WORK REQUIRED: Find the word "recursion" below. Copy each line that has it.

** RECORDS TO USE follows **

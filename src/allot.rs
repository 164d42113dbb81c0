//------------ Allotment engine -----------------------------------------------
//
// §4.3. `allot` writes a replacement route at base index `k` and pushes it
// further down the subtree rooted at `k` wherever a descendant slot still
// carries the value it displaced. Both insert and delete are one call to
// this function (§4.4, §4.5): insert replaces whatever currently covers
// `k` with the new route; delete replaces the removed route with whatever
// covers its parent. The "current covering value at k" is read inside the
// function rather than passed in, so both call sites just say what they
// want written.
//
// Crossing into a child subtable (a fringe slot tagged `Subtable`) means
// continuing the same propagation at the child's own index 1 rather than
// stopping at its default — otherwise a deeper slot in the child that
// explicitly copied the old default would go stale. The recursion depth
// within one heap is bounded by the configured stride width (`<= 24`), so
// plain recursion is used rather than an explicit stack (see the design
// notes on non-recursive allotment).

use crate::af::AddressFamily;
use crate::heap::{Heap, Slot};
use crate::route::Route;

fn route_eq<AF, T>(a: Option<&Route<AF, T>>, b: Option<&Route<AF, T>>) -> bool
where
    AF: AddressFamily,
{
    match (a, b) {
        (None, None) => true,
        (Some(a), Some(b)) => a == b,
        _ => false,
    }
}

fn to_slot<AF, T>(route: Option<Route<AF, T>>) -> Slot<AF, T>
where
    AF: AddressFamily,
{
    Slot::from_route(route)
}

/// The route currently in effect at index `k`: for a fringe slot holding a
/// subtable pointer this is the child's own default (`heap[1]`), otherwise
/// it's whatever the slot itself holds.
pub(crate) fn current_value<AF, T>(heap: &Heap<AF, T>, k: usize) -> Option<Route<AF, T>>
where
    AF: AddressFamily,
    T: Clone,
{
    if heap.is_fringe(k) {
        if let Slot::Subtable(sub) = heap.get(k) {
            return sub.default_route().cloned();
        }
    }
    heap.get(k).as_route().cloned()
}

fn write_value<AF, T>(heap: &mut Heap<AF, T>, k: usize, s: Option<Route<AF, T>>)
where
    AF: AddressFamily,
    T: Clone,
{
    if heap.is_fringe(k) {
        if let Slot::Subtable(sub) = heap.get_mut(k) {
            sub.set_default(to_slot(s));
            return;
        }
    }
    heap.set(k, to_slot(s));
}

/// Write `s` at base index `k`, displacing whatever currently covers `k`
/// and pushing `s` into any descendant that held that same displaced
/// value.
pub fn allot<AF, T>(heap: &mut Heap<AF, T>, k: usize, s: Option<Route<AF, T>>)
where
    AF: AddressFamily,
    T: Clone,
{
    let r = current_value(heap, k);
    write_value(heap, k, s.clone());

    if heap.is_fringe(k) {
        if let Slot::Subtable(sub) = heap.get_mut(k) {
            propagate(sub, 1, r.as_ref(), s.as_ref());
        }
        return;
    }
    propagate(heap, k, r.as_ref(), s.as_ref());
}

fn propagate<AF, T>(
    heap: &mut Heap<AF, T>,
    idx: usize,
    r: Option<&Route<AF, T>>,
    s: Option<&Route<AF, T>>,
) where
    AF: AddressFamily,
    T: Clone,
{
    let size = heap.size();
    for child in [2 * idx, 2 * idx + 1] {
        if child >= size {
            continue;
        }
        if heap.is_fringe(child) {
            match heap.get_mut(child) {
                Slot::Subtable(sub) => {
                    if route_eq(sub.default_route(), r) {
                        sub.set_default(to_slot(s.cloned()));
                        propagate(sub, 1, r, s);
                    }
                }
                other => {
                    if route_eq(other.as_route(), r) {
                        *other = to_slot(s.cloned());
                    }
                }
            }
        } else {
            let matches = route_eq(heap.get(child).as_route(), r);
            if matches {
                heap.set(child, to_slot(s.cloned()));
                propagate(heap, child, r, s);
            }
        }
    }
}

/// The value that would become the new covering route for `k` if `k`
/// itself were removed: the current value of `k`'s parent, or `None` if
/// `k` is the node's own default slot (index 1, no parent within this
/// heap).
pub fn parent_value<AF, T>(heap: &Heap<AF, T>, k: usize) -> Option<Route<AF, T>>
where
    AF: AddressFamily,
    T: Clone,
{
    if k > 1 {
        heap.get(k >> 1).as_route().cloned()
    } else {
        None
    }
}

** End of RECORDS TO USE **

ANSWER TO THIS EXERCISE:
// explicitly copied the old default would go stale. The recursion depth
// plain recursion is used rather than an explicit stack (see the design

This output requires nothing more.